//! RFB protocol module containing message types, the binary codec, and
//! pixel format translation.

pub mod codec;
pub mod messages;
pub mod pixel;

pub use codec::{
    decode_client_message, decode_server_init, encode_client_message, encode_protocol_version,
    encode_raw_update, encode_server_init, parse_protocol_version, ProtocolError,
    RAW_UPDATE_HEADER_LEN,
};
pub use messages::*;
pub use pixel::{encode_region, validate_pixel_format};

══════════════════════════════

Go through the entries above and reproduce each one exactly.

//! RFB protocol module containing message types, the binary codec, and
//! pixel format translation.

pub mod codec;
pub mod messages;
pub mod pixel;

pub use codec::{
    decode_client_message, decode_server_init, encode_client_message, encode_protocol_version,
    encode_raw_update, encode_server_init, parse_protocol_version, ProtocolError,
    RAW_UPDATE_HEADER_LEN,
};
pub use messages::*;
pub use pixel::{encode_region, validate_pixel_format};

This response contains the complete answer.